Last update: May 2025

For a child, poverty can last a lifetime

In the eyes of a child, poverty is about more than just money. Very often children experience poverty as the lack of shelter, education, nutrition, water or health services. The lack of these basic needs often results in deficits that cannot easily be overcome later in life.  

In most countries, children make up between a third to almost half of the population. Unless child poverty is specifically monitored, policy makers may have the misconception that progress is being made to reduce poverty, when in reality a large proportion of the population could be stagnating or worse off. This could be the case if improvements in access to health care and literacy rates  are observed at the aggregate, national level while in reality, children are not taken to clinics and children are not going to school. 

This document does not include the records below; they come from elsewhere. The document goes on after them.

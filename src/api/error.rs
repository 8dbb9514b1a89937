use crate::db::RepositoryError;
use crate::ingest::IngestError;
use axum::Json;
use axum::extract::rejection::{JsonRejection, QueryRejection};
use axum::http::StatusCode;
use axum::response::{IntoResponse, Response};
use serde::Serialize;
use serde_json::{Value, json};
use tracing::error;

pub type ApiResult<T> = std::result::Result<T, ApiError>;

#[derive(Debug)]
pub enum ApiError {
    BadRequest {
        message: String,
        details: Option<Value>,
    },
    PayloadTooLarge(String),
    NotFound(String),
    Internal(anyhow::Error),
}

#[derive(Serialize)]
struct ErrorBody {
    message: String,
    #[serde(skip_serializing_if = "Option::is_none")]
    details: Option<Value>,
}

impl ApiError {
    pub fn bad_request(message: impl Into<String>) -> Self {
        Self::BadRequest {
            message: message.into(),
            details: None,
        }
    }

    pub fn invalid_field(field: &str, message: &str) -> Self {
        Self::BadRequest {
            message: format!("Invalid {field}: {message}"),
            details: Some(json!({ "field": field, "reason": message })),
        }
    }

    pub fn not_found(message: impl Into<String>) -> Self {
        Self::NotFound(message.into())
    }
}

impl From<anyhow::Error> for ApiError {
    fn from(value: anyhow::Error) -> Self {
        Self::Internal(value)
    }
}

impl From<RepositoryError> for ApiError {
    fn from(value: RepositoryError) -> Self {
        match value {
            RepositoryError::Constraint { field, message } => Self::invalid_field(&field, &message),
            RepositoryError::NotFound(entity) => Self::NotFound(format!("{entity} not found")),
            RepositoryError::Backend(error) => Self::Internal(error),
        }
    }
}

impl From<IngestError> for ApiError {
    fn from(value: IngestError) -> Self {
        match value {
            IngestError::Validation { field, message } => Self::invalid_field(&field, &message),
            IngestError::TooLarge { field, limit } => Self::PayloadTooLarge(format!(
                "Field {field} exceeds the upload limit of {limit} bytes"
            )),
            IngestError::Storage(error) => error.into(),
            IngestError::Io(error) => Self::Internal(error.into()),
        }
    }
}

impl From<JsonRejection> for ApiError {
    fn from(value: JsonRejection) -> Self {
        Self::bad_request(value.body_text())
    }
}

impl From<QueryRejection> for ApiError {
    fn from(value: QueryRejection) -> Self {
        Self::bad_request(value.body_text())
    }
}

impl From<axum::http::header::InvalidHeaderValue> for ApiError {
    fn from(value: axum::http::header::InvalidHeaderValue) -> Self {
        Self::Internal(value.into())
    }
}

impl IntoResponse for ApiError {
    fn into_response(self) -> Response {
        let (status, message, details) = match self {
            ApiError::BadRequest { message, details } => (StatusCode::BAD_REQUEST, message, details),
            ApiError::PayloadTooLarge(message) => (StatusCode::PAYLOAD_TOO_LARGE, message, None),
            ApiError::NotFound(message) => (StatusCode::NOT_FOUND, message, None),
            ApiError::Internal(error) => {
                error!(error = %error, "API request failed");
                (
                    StatusCode::INTERNAL_SERVER_ERROR,
                    "Internal server error".to_string(),
                    None,
                )
            }
        };

        (status, Json(ErrorBody { message, details })).into_response()
    }
}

A major step forward – driven by sustained NGO advocacy and collaboration with national statistical offices and government partners – is the explicit inclusion of multidimensional child poverty in the SDG framework as well as a specific metric in the reporting mechanism. This marks a shift toward measuring poverty based on children’s own experiences, rather than simply disaggregating household-level data. 


SDG 1.2.2 Proportion of men, women and children of all ages living in poverty in all its dimensions according to national definitions


 

Notes on the Data

International standards, local relevance, and cross-country comparability

While the SDGs explicitly say that countries can define their own way to measure poverty, certain minima across countries ought to be respected. Child rights are universal, meaning all children should enjoy the same rights independently of the country in which they were born. The way to assess if a right is deprived cannot be adjusted downwards for certain children (whether they are from rural areas, belong to a linguistic minority, or live in a poorer country). 

Thus, in spite that in some countries some items may not be needed (e.g. heaters in the tropics), all children should enjoy a minimum of quality housing. Regardless of where they live, if their dwellings do not meet hygienic and privacy requirements, the children should be considered deprived. 

This does not solve all international comparability problems. Nevertheless, concentrating the measurement of child poverty on the rights that constitute poverty and accepting the principle of universality of rights, can go a long way to ensure that estimates of child poverty are useful for policy-making while at the same time providing a modicum of comparability across countries. 

References

Child poverty reports, The Global Coalition to End Child Poverty.

ESCWA, OPHI, League of Arab States and UNICEF, Arab Multidimensional Poverty Report, ESCWA, Beirut 2017.

United Nations Children’s Fund, Pobreza infantil en America Latina y el Caribe, UNICEF/ UN ECLAC, Santiago 2010.

Minujin, Alberto, Child poverty in East Asia and the Pacific: Deprivations and disparities: A study of seven countries, UNICEF, Bangkok 2011.